Nach 150 Jahren Pause wird es demnächst wieder frei lebende Wisente in Deutschland geben. 25 Vertreter dieser europäischen Verwandten des Bisons werden in diesem Frühjahr in einem privaten Waldgebiet in der Nähe von Siegen ausgesetzt. Sie sollen die dortige Fauna ergänzen und eine seit Jahrhunderten unbesetzte Nische im Ökosystem füllen.
Bis in das frühe Mittalter hinein waren Wisente in Europas Wäldern noch häufig. Die wilden Verwandten der Hausrinder lebten in Herden von rund 20 Tieren und fraßen vor allem harte Gräser und Pflanzen. Als Rauhfutterfresser waren und sind sie damit keine Konkurrenz für Rehe und Hirsche, die vor allem frisches Gras und weichere Pflanzen fressen. Anfang des 20. Jahrhunderts jedoch starben die Wisente durch Jagd und schwindenden Lebensraum in Europa aus. 1927 wurde das letzte freilebende Exemplar im Kaukasus erlegt. Aus zwölf in Zoos und Wildgehegen gehaltenen Tieren wurden die Wisente seitdem jedoch wieder neu gezüchtet und in einem Naturschutzgebiet an der Grenze Polens zu Weißrussland ausgewildert. Heute leben dort wieder fast 2.000 Tiere.

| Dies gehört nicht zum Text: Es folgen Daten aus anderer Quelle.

//! Timestamp helpers for the millisecond/nanosecond unix times the
//! exchange speaks and the ISO-8601 strings humans read.

use chrono::{DateTime, TimeZone, Utc};

use crate::error::{Error, Result};

/// Time durations in milliseconds.
pub mod ms {
    pub const SECOND: i64 = 1_000;
    pub const MINUTE: i64 = 60 * SECOND;
    pub const HOUR: i64 = 60 * MINUTE;
    pub const DAY: i64 = 24 * HOUR;
    pub const WEEK: i64 = 7 * DAY;
    pub const MONTH: i64 = 30 * DAY;
    pub const YEAR: i64 = 365 * DAY;
}

/// Current unix timestamp in milliseconds.
pub fn unix_now_millis() -> i64 {
    Utc::now().timestamp_millis()
}

/// Current unix timestamp in seconds.
pub fn unix_now_secs() -> i64 {
    Utc::now().timestamp()
}

/// Convert a millisecond unix timestamp to a UTC datetime.
pub fn millis_to_datetime(timestamp: i64) -> Result<DateTime<Utc>> {
    Utc.timestamp_millis_opt(timestamp)
        .single()
        .ok_or_else(|| Error::Validation(format!("timestamp out of range: {timestamp}")))
}

/// Convert a millisecond unix timestamp to an ISO 8601 string in UTC.
pub fn millis_to_iso(timestamp: i64) -> Result<String> {
    Ok(millis_to_datetime(timestamp)?.to_rfc3339())
}

/// Convert a UTC datetime to a millisecond unix timestamp.
pub fn datetime_to_millis(dt: DateTime<Utc>) -> i64 {
    dt.timestamp_millis()
}

/// Parse an ISO 8601 string into a millisecond unix timestamp.
pub fn iso_to_millis(iso: &str) -> Result<i64> {
    DateTime::parse_from_rfc3339(iso)
        .map(|dt| dt.timestamp_millis())
        .map_err(|e| Error::Validation(format!("invalid ISO 8601 timestamp {iso:?}: {e}")))
}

Erlaubnis nach drei Jahren Vorarbeit
In Deutschland aber blieb das Wisent zunächst in freier Wildbahn ausgestorben. Seit drei Jahren jedoch bereiten Forscher der Universität Siegen gemeinsam mit dem Fürstenhaus zu Sayn-Wittgenstein-Berleburg eine Auswilderung der Wisente auch bei uns vor. Auf Basis dieser Forschungsarbeit hat das Umweltministerium des Landes Nordrhein-Westfalen nun die Genehmigung erteilt, eine Herde von derzeit acht Wisenten im Privatwald des Fürstenhauses im Wittgensteiner Land freizusetzen. Die Tiere werden sich voraussichtlich ab dem Frühjahr 2013 frei in den Wittgensteiner Wäldern bewegen können. Diese Herde wird somit seit über 150 Jahren die erste wild lebende Rinderherde Deutschlands sein.

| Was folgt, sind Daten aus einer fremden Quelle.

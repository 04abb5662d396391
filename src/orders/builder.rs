//! Fluent construction of place-order requests.

use crate::error::{Error, Result};
use crate::types::{
    OrderRequest, OrderType, PhemexDecimal, PosSide, Side, StpInstruction, TimeInForce,
    TriggerType,
};

/// Builder for [`OrderRequest`].
///
/// Defaults (each easily overridden): Market order, GoodTillCancel. The
/// direction comes from one of the four position-intent methods; [`build`]
/// fails if none was called.
///
/// ```ignore
/// let order = OrderRequest::builder("BTCUSDT")
///     .increase_long("0.01".parse()?)
///     .limit("50000".parse()?)
///     .build()?;
/// ```
///
/// [`build`]: OrderBuilder::build
#[derive(Debug, Clone)]
pub struct OrderBuilder {
    symbol: String,
    order_type: OrderType,
    time_in_force: Option<TimeInForce>,
    client_id: Option<String>,
    side: Option<Side>,
    pos_side: Option<PosSide>,
    quantity: Option<PhemexDecimal>,
    price: Option<PhemexDecimal>,
    stop_price: Option<PhemexDecimal>,
    trigger: Option<TriggerType>,
    sl_price: Option<PhemexDecimal>,
    sl_trigger: Option<TriggerType>,
    tp_price: Option<PhemexDecimal>,
    tp_trigger: Option<TriggerType>,
    reduce_only: Option<bool>,
    close_on_trigger: Option<bool>,
    stp_instruction: Option<StpInstruction>,
    text: Option<String>,
}

impl OrderBuilder {
    pub fn new(symbol: impl Into<String>) -> Self {
        Self {
            symbol: symbol.into(),
            order_type: OrderType::Market,
            time_in_force: Some(TimeInForce::GoodTillCancel),
            client_id: None,
            side: None,
            pos_side: None,
            quantity: None,
            price: None,
            stop_price: None,
            trigger: None,
            sl_price: None,
            sl_trigger: None,
            tp_price: None,
            tp_trigger: None,
            reduce_only: None,
            close_on_trigger: None,
            stp_instruction: None,
            text: None,
        }
    }

    fn intent(mut self, qty: PhemexDecimal, pos_side: PosSide, side: Side, reduce: bool) -> Self {
        self.quantity = Some(qty);
        self.pos_side = Some(pos_side);
        self.side = Some(side);
        self.reduce_only = Some(reduce);
        self
    }

    /// Open or grow a long position with a Buy order.
    pub fn increase_long(self, qty: PhemexDecimal) -> Self {
        self.intent(qty, PosSide::Long, Side::Buy, false)
    }

    /// Reduce a long position with a Sell order.
    pub fn reduce_long(self, qty: PhemexDecimal) -> Self {
        self.intent(qty, PosSide::Long, Side::Sell, true)
    }

    /// Open or grow a short position with a Sell order.
    pub fn increase_short(self, qty: PhemexDecimal) -> Self {
        self.intent(qty, PosSide::Short, Side::Sell, false)
    }

    /// Reduce a short position with a Buy order.
    pub fn reduce_short(self, qty: PhemexDecimal) -> Self {
        self.intent(qty, PosSide::Short, Side::Buy, true)
    }

    /// Make this a limit order at the given price.
    pub fn limit(mut self, price: PhemexDecimal) -> Self {
        self.order_type = OrderType::Limit;
        self.price = Some(price);
        self
    }

    /// Make this a stop order triggered at the given price by last price.
    pub fn stop(mut self, stop_price: PhemexDecimal) -> Self {
        self.order_type = OrderType::Stop;
        self.stop_price = Some(stop_price);
        self.trigger = Some(TriggerType::ByLastPrice);
        self
    }

    /// Attach a take profit trigger.
    pub fn take_profit(mut self, price: PhemexDecimal, trigger: TriggerType) -> Self {
        self.tp_price = Some(price);
        self.tp_trigger = Some(trigger);
        self
    }

    /// Attach a stop loss trigger.
    pub fn stop_loss(mut self, price: PhemexDecimal, trigger: TriggerType) -> Self {
        self.sl_price = Some(price);
        self.sl_trigger = Some(trigger);
        self
    }

    /// Override the GoodTillCancel default.
    pub fn time_in_force(mut self, tif: TimeInForce) -> Self {
        self.time_in_force = Some(tif);
        self
    }

    /// Tag the order with a client-assigned ID for later lookups.
    pub fn client_order_id(mut self, id: impl Into<String>) -> Self {
        self.client_id = Some(id.into());
        self
    }

    pub fn stp_instruction(mut self, stp: StpInstruction) -> Self {
        self.stp_instruction = Some(stp);
        self
    }

    /// Free-text annotation for the order.
    pub fn text(mut self, text: impl Into<String>) -> Self {
        self.text = Some(text.into());
        self
    }

    /// Assemble and validate the final request.
    pub fn build(self) -> Result<OrderRequest> {
        let (side, pos_side, quantity) = match (self.side, self.pos_side, self.quantity) {
            (Some(side), Some(pos_side), Some(quantity)) => (side, pos_side, quantity),
            _ => {
                return Err(Error::Validation(
                    "order direction not set: call one of increase_long, reduce_long, \
                     increase_short, reduce_short"
                        .to_string(),
                ))
            }
        };

        let request = OrderRequest {
            client_id: self.client_id,
            symbol: self.symbol,
            side,
            pos_side,
            order_type: self.order_type,
            quantity,
            price: self.price,
            reduce_only: self.reduce_only,
            time_in_force: self.time_in_force,
            peg_type: None,
            peg_offset: None,
            stop_price: self.stop_price,
            sl_price: self.sl_price,
            sl_price_alt: None,
            tp_price: self.tp_price,
            tp_price_alt: None,
            trigger: self.trigger,
            text: self.text,
            sl_trigger: self.sl_trigger,
            tp_trigger: self.tp_trigger,
            close_on_trigger: self.close_on_trigger,
            stp_instruction: self.stp_instruction,
        };
        request.validate()?;
        Ok(request)
    }
}

#[cfg(test)]
mod tests {
    use super::*;

    fn dec(s: &str) -> PhemexDecimal {
        s.parse().unwrap()
    }

    #[test]
    fn defaults_are_market_gtc() {
        let order = OrderRequest::builder("BTCUSDT")
            .increase_long(dec("1"))
            .build()
            .unwrap();
        assert_eq!(order.order_type, OrderType::Market);
        assert_eq!(order.time_in_force, Some(TimeInForce::GoodTillCancel));
        assert_eq!(order.symbol, "BTCUSDT");
    }

    #[test]
    fn position_intents_set_side_and_reduce_flag() {
        let open_long = OrderRequest::builder("BTCUSDT")
            .increase_long(dec("1"))
            .build()
            .unwrap();
        assert_eq!(open_long.side, Side::Buy);
        assert_eq!(open_long.pos_side, PosSide::Long);
        assert_eq!(open_long.reduce_only, Some(false));

        let close_long = OrderRequest::builder("BTCUSDT")
            .reduce_long(dec("1"))
            .build()
            .unwrap();
        assert_eq!(close_long.side, Side::Sell);
        assert_eq!(close_long.pos_side, PosSide::Long);
        assert_eq!(close_long.reduce_only, Some(true));

        let open_short = OrderRequest::builder("BTCUSDT")
            .increase_short(dec("1"))
            .build()
            .unwrap();
        assert_eq!(open_short.side, Side::Sell);
        assert_eq!(open_short.pos_side, PosSide::Short);

        let close_short = OrderRequest::builder("BTCUSDT")
            .reduce_short(dec("1"))
            .build()
            .unwrap();
        assert_eq!(close_short.side, Side::Buy);
        assert_eq!(close_short.pos_side, PosSide::Short);
        assert_eq!(close_short.reduce_only, Some(true));
    }

    #[test]
    fn limit_sets_type_and_price() {
        let order = OrderRequest::builder("BTCUSDT")
            .increase_long(dec("1"))
            .limit(dec("12345"))
            .build()
            .unwrap();
        assert_eq!(order.order_type, OrderType::Limit);
        assert_eq!(order.price, Some(dec("12345")));
    }

    #[test]
    fn stop_sets_trigger_by_last_price() {
        let order = OrderRequest::builder("BTCUSDT")
            .reduce_long(dec("1"))
            .stop(dec("45000"))
            .build()
            .unwrap();
        assert_eq!(order.order_type, OrderType::Stop);
        assert_eq!(order.stop_price, Some(dec("45000")));
        assert_eq!(order.trigger, Some(TriggerType::ByLastPrice));
    }

    #[test]
    fn take_profit_and_stop_loss_carry_triggers() {
        let order = OrderRequest::builder("BTCUSDT")
            .increase_long(dec("1"))
            .take_profit(dec("60000"), TriggerType::ByMarkPrice)
            .stop_loss(dec("40000"), TriggerType::ByLastPrice)
            .build()
            .unwrap();
        assert_eq!(order.tp_price, Some(dec("60000")));
        assert_eq!(order.tp_trigger, Some(TriggerType::ByMarkPrice));
        assert_eq!(order.sl_price, Some(dec("40000")));
        assert_eq!(order.sl_trigger, Some(TriggerType::ByLastPrice));
    }

    #[test]
    fn client_order_id_is_carried() {
        let order = OrderRequest::builder("BTCUSDT")
            .increase_long(dec("1"))
            .client_order_id("my-unique-id-123")
            .build()
            .unwrap();
        assert_eq!(order.client_id.as_deref(), Some("my-unique-id-123"));

        let without = OrderRequest::builder("BTCUSDT")
            .increase_long(dec("1"))
            .build()
            .unwrap();
        assert!(without.client_id.is_none());
    }

    #[test]
    fn tif_override() {
        let order = OrderRequest::builder("BTCUSDT")
            .increase_long(dec("1"))
            .limit(dec("50000"))
            .time_in_force(TimeInForce::PostOnly)
            .build()
            .unwrap();
        assert_eq!(order.time_in_force, Some(TimeInForce::PostOnly));
    }

    #[test]
    fn build_without_intent_fails() {
        let err = OrderRequest::builder("BTCUSDT").build().unwrap_err();
        assert!(matches!(err, Error::Validation(_)));
    }

    #[test]
    fn build_runs_request_validation() {
        // Limit order without a price is caught at build time.
        let err = OrderRequest::builder("BTCUSDT")
            .increase_long(dec("0"))
            .build()
            .unwrap_err();
        assert!(matches!(err, Error::Validation(_)));
    }
}
//! Per-instrument scale factors.
//!
//! Phemex encodes prices, values, and ratios as scaled integers; the scale
//! factors are per instrument and come from the product catalog. The catalog
//! ships with the crate as a processed JSON snapshot and is loaded exactly
//! once per process. See <https://phemex-docs.github.io/#price-ratio-value-scales>.

use std::collections::BTreeMap;
use std::sync::LazyLock;

use serde::Deserialize;

use crate::error::{Error, Result};
use crate::types::scale::ScaleDimension;

static PRODUCTS_JSON: &str = include_str!("products.json");

static GLOBAL: LazyLock<ProductCatalog> =
    LazyLock::new(|| ProductCatalog::load().expect("bundled products.json is malformed"));

/// Scale factors for one instrument.
#[derive(Debug, Clone, Copy, PartialEq, Eq, Deserialize)]
pub struct SymbolScales {
    /// Exponent for the price dimension (`Ep` suffixed fields)
    #[serde(rename = "priceScale")]
    pub price_scale: u32,
    /// Exponent for the value dimension (`Ev` suffixed fields)
    #[serde(rename = "valueScale")]
    pub value_scale: u32,
    /// Exponent for the ratio dimension (`Er` suffixed fields)
    #[serde(rename = "ratioScale")]
    pub ratio_scale: u32,
}

impl SymbolScales {
    /// Scale factor for the given dimension.
    pub fn get(&self, dimension: ScaleDimension) -> u32 {
        match dimension {
            ScaleDimension::Price => self.price_scale,
            ScaleDimension::Value => self.value_scale,
            ScaleDimension::Ratio => self.ratio_scale,
        }
    }
}

/// Read-only snapshot of per-instrument scale metadata.
///
/// Immutable after load and shared by reference everywhere, so concurrent
/// reads need no synchronization.
#[derive(Debug, Clone, Deserialize)]
pub struct ProductCatalog {
    futures: BTreeMap<String, SymbolScales>,
}

impl ProductCatalog {
    /// Parse the bundled catalog snapshot.
    pub fn load() -> Result<Self> {
        serde_json::from_str(PRODUCTS_JSON).map_err(Error::CatalogLoad)
    }

    /// The process-wide catalog. Loaded on first use; a malformed bundle is
    /// a startup failure, not a per-request error.
    pub fn global() -> &'static ProductCatalog {
        &GLOBAL
    }

    /// Build a catalog from explicit entries (used by tests and by callers
    /// that maintain their own snapshot).
    pub fn from_entries<I, S>(entries: I) -> Self
    where
        I: IntoIterator<Item = (S, SymbolScales)>,
        S: Into<String>,
    {
        Self {
            futures: entries
                .into_iter()
                .map(|(symbol, scales)| (symbol.into(), scales))
                .collect(),
        }
    }

    /// Scale factors for a symbol, if the catalog knows it.
    pub fn scales(&self, symbol: &str) -> Option<&SymbolScales> {
        self.futures.get(symbol)
    }

    /// Whether the futures category lists the symbol.
    pub fn contains(&self, symbol: &str) -> bool {
        self.futures.contains_key(symbol)
    }

    /// All known symbols, in sorted order.
    pub fn symbols(&self) -> impl Iterator<Item = &str> {
        self.futures.keys().map(String::as_str)
    }
}

#[cfg(test)]
mod tests {
    use super::*;

    #[test]
    fn bundled_catalog_loads() {
        let catalog = ProductCatalog::load().unwrap();
        let btc = catalog.scales("BTCUSDT").unwrap();
        assert_eq!(btc.price_scale, 4);
        assert_eq!(btc.value_scale, 8);
        assert_eq!(btc.ratio_scale, 8);
    }

    #[test]
    fn global_is_the_bundled_snapshot() {
        assert!(ProductCatalog::global().contains("ETHUSDT"));
        assert!(!ProductCatalog::global().contains("NOPEUSDT"));
    }

    #[test]
    fn dimension_lookup() {
        let scales = SymbolScales {
            price_scale: 4,
            value_scale: 8,
            ratio_scale: 8,
        };
        assert_eq!(scales.get(ScaleDimension::Price), 4);
        assert_eq!(scales.get(ScaleDimension::Value), 8);
        assert_eq!(scales.get(ScaleDimension::Ratio), 8);
    }

    #[test]
    fn from_entries_builds_custom_catalog() {
        let catalog = ProductCatalog::from_entries([(
            "BTCUSDT",
            SymbolScales {
                price_scale: 2,
                value_scale: 8,
                ratio_scale: 8,
            },
        )]);
        assert_eq!(catalog.scales("BTCUSDT").unwrap().price_scale, 2);
        assert_eq!(catalog.symbols().collect::<Vec<_>>(), vec!["BTCUSDT"]);
    }
}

Die Tiere im Wittgensteiner Wald sollen zunächst auf eine Gruppengröße von 25 Individuen anwachsen. Die Herde soll weiterhin unter menschlicher Obhut verbleiben und einen gemanagten Bestand bilden. Der World Wide Fund For Nature (WWF) hat kürzlich das Projekt besucht und betrachtet es als „wegweisenden Schritt für den Naturschutz in Deutschland“. Das Projekt soll Vorbildcharakter haben und gewissermaßen als Pilotstudie für andere ähnliche Projekte in dicht besiedelten Regionen dienen. So werden bereits in Dänemark Anstrengungen unternommen, ebenfalls Wisente freizusetzen.

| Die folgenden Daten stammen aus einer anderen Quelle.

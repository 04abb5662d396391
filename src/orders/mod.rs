mod builder;

pub use builder::OrderBuilder;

Positive Effekte für das Ökosystem
Von der Wiederansiedlung der Wisente erhoffen sich die Forscher vielfältige positive Folgen für das Ökosystem. So besetzen die Tiere die seit Jahrhunderten in unseren Waldökosystemen vakante Nische des großen Gras- und Raufutterfressers. Zudem bildet ihr Kot einen willkommmenen Lebensraum für Insekten und anderer wirbellose Tiere, die auf diese organischen Reste spezialisiert sind. Viele dieser Kotfresser sind heute bei uns akut bedroht. Durch Tritt und Beweidung schaffen die Wisente außerdem offene Flächen in ansonsten geschlossenen Waldgebieten, die essenziell für manche konkurrenzschwache und daher heutzutage seltene Pflanzen sind. Ihr Verbiss bewahrt kleinräumige, bedrohte Wiesenbereiche vor der Verbuschung.